- Saved entries -
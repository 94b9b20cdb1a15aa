//! Calendar service.
//!
//! Events carry their datetimes as the raw persisted ISO strings; every
//! filter here parses leniently (see [`nexus_core::dates`]) because three
//! datetime formats coexist in older data.

use std::sync::Arc;

use chrono::NaiveDate;
use nexus_core::{
  dates,
  event::{Event, NewEvent},
  record::{self, RecordId},
  store::Store,
};
use serde::{Deserialize, Serialize};

use crate::{Error, Result};

/// Partial update; only the set fields are written.
#[derive(Debug, Clone, Default, Serialize, Deserialize)]
pub struct EventPatch {
  #[serde(rename = "titulo", skip_serializing_if = "Option::is_none")]
  pub title:       Option<String>,
  #[serde(rename = "descripcion", skip_serializing_if = "Option::is_none")]
  pub description: Option<String>,
  #[serde(rename = "tipo", skip_serializing_if = "Option::is_none")]
  pub kind:        Option<String>,
  #[serde(rename = "fechaInicio", skip_serializing_if = "Option::is_none")]
  pub starts_at:   Option<String>,
  #[serde(rename = "fechaFin", skip_serializing_if = "Option::is_none")]
  pub ends_at:     Option<String>,
  #[serde(rename = "clienteId", skip_serializing_if = "Option::is_none")]
  pub client_id:   Option<RecordId>,
}

pub struct Calendar<S> {
  store: Arc<S>,
}

impl<S: Store> Calendar<S> {
  pub fn new(store: Arc<S>) -> Self { Self { store } }

  pub async fn list(&self) -> Result<Vec<Event>> {
    let records = self.store.get_all(Event::COLLECTION).await?;
    records
      .iter()
      .map(|r| Ok(record::from_record(r)?))
      .collect()
  }

  /// Create an event. The end defaults to the start when missing or when it
  /// would precede it.
  pub async fn create(&self, input: NewEvent) -> Result<Event> {
    let title = input.title.trim();
    if title.is_empty() {
      return Err(Error::Invalid("event title is required".into()));
    }
    let Some(start) = dates::parse_datetime(&input.starts_at) else {
      return Err(Error::Invalid(format!(
        "unparseable start datetime {:?}",
        input.starts_at
      )));
    };

    let ends_at = match input.ends_at {
      Some(end) if dates::parse_datetime(&end).is_some_and(|e| e >= start) => end,
      _ => input.starts_at.clone(),
    };

    let mut event = Event {
      id:          None,
      title:       title.to_owned(),
      description: input.description,
      kind:        input.kind,
      starts_at:   input.starts_at,
      ends_at,
      client_id:   input.client_id,
    };
    let id = self
      .store
      .add_item(Event::COLLECTION, record::to_record(&event)?)
      .await?;
    tracing::info!(%id, "event scheduled");
    event.id = Some(id);
    Ok(event)
  }

  pub async fn update(&self, id: &RecordId, patch: EventPatch) -> Result<()> {
    if let Some(start) = &patch.starts_at
      && dates::parse_datetime(start).is_none()
    {
      return Err(Error::Invalid(format!("unparseable start datetime {start:?}")));
    }
    self
      .store
      .update_item(Event::COLLECTION, id, record::to_record(&patch)?)
      .await?;
    Ok(())
  }

  pub async fn delete(&self, id: &RecordId) -> Result<()> {
    self.store.delete_item(Event::COLLECTION, id).await?;
    Ok(())
  }

  /// Events whose start falls within the given month.
  pub async fn events_in_month(&self, year: i32, month: u32) -> Result<Vec<Event>> {
    let Some(anchor) = NaiveDate::from_ymd_opt(year, month, 1) else {
      return Err(Error::Invalid(format!("invalid month {year}-{month}")));
    };
    let mut events = self.list().await?;
    events.retain(|e| {
      e.start()
        .is_some_and(|s| dates::same_month(s.date(), anchor))
    });
    Ok(events)
  }

  pub async fn events_for_client(&self, client_id: &RecordId) -> Result<Vec<Event>> {
    let mut events = self.list().await?;
    events.retain(|e| e.client_id.as_ref() == Some(client_id));
    Ok(events)
  }

  /// Case-insensitive substring search over titles.
  pub async fn search(&self, term: &str) -> Result<Vec<Event>> {
    let needle = term.to_lowercase();
    let mut events = self.list().await?;
    events.retain(|e| e.title.to_lowercase().contains(&needle));
    Ok(events)
  }
}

- Task to complete -
Give the entries again, every one of them exactly.

- Response to the task -
repository 94b9b20cdb1a15aa
//! Calendar service.
//!
//! Events carry their datetimes as the raw persisted ISO strings; every
//! filter here parses leniently (see [`nexus_core::dates`]) because three
//! datetime formats coexist in older data.

use std::sync::Arc;

use chrono::NaiveDate;
use nexus_core::{
  dates,
  event::{Event, NewEvent},
  record::{self, RecordId},
  store::Store,
};
use serde::{Deserialize, Serialize};

use crate::{Error, Result};

/// Partial update; only the set fields are written.
#[derive(Debug, Clone, Default, Serialize, Deserialize)]
pub struct EventPatch {
  #[serde(rename = "titulo", skip_serializing_if = "Option::is_none")]
  pub title:       Option<String>,
  #[serde(rename = "descripcion", skip_serializing_if = "Option::is_none")]
  pub description: Option<String>,
  #[serde(rename = "tipo", skip_serializing_if = "Option::is_none")]
  pub kind:        Option<String>,
  #[serde(rename = "fechaInicio", skip_serializing_if = "Option::is_none")]
  pub starts_at:   Option<String>,
  #[serde(rename = "fechaFin", skip_serializing_if = "Option::is_none")]
  pub ends_at:     Option<String>,
  #[serde(rename = "clienteId", skip_serializing_if = "Option::is_none")]
  pub client_id:   Option<RecordId>,
}

pub struct Calendar<S> {
  store: Arc<S>,
}

impl<S: Store> Calendar<S> {
  pub fn new(store: Arc<S>) -> Self { Self { store } }

  pub async fn list(&self) -> Result<Vec<Event>> {
    let records = self.store.get_all(Event::COLLECTION).await?;
    records
      .iter()
      .map(|r| Ok(record::from_record(r)?))
      .collect()
  }

  /// Create an event. The end defaults to the start when missing or when it
  /// would precede it.
  pub async fn create(&self, input: NewEvent) -> Result<Event> {
    let title = input.title.trim();
    if title.is_empty() {
      return Err(Error::Invalid("event title is required".into()));
    }
    let Some(start) = dates::parse_datetime(&input.starts_at) else {
      return Err(Error::Invalid(format!(
        "unparseable start datetime {:?}",
        input.starts_at
      )));
    };

    let ends_at = match input.ends_at {
      Some(end) if dates::parse_datetime(&end).is_some_and(|e| e >= start) => end,
      _ => input.starts_at.clone(),
    };

    let mut event = Event {
      id:          None,
      title:       title.to_owned(),
      description: input.description,
      kind:        input.kind,
      starts_at:   input.starts_at,
      ends_at,
      client_id:   input.client_id,
    };
    let id = self
      .store
      .add_item(Event::COLLECTION, record::to_record(&event)?)
      .await?;
    tracing::info!(%id, "event scheduled");
    event.id = Some(id);
    Ok(event)
  }

  pub async fn update(&self, id: &RecordId, patch: EventPatch) -> Result<()> {
    if let Some(start) = &patch.starts_at
      && dates::parse_datetime(start).is_none()
    {
      return Err(Error::Invalid(format!("unparseable start datetime {start:?}")));
    }
    self
      .store
      .update_item(Event::COLLECTION, id, record::to_record(&patch)?)
      .await?;
    Ok(())
  }

  pub async fn delete(&self, id: &RecordId) -> Result<()> {
    self.store.delete_item(Event::COLLECTION, id).await?;
    Ok(())
  }

  /// Events whose start falls within the given month.
  pub async fn events_in_month(&self, year: i32, month: u32) -> Result<Vec<Event>> {
    let Some(anchor) = NaiveDate::from_ymd_opt(year, month, 1) else {
      return Err(Error::Invalid(format!("invalid month {year}-{month}")));
    };
    let mut events = self.list().await?;
    events.retain(|e| {
      e.start()
        .is_some_and(|s| dates::same_month(s.date(), anchor))
    });
    Ok(events)
  }

  pub async fn events_for_client(&self, client_id: &RecordId) -> Result<Vec<Event>> {
    let mut events = self.list().await?;
    events.retain(|e| e.client_id.as_ref() == Some(client_id));
    Ok(events)
  }

  /// Case-insensitive substring search over titles.
  pub async fn search(&self, term: &str) -> Result<Vec<Event>> {
    let needle = term.to_lowercase();
    let mut events = self.list().await?;
    events.retain(|e| e.title.to_lowercase().contains(&needle));
    Ok(events)
  }
}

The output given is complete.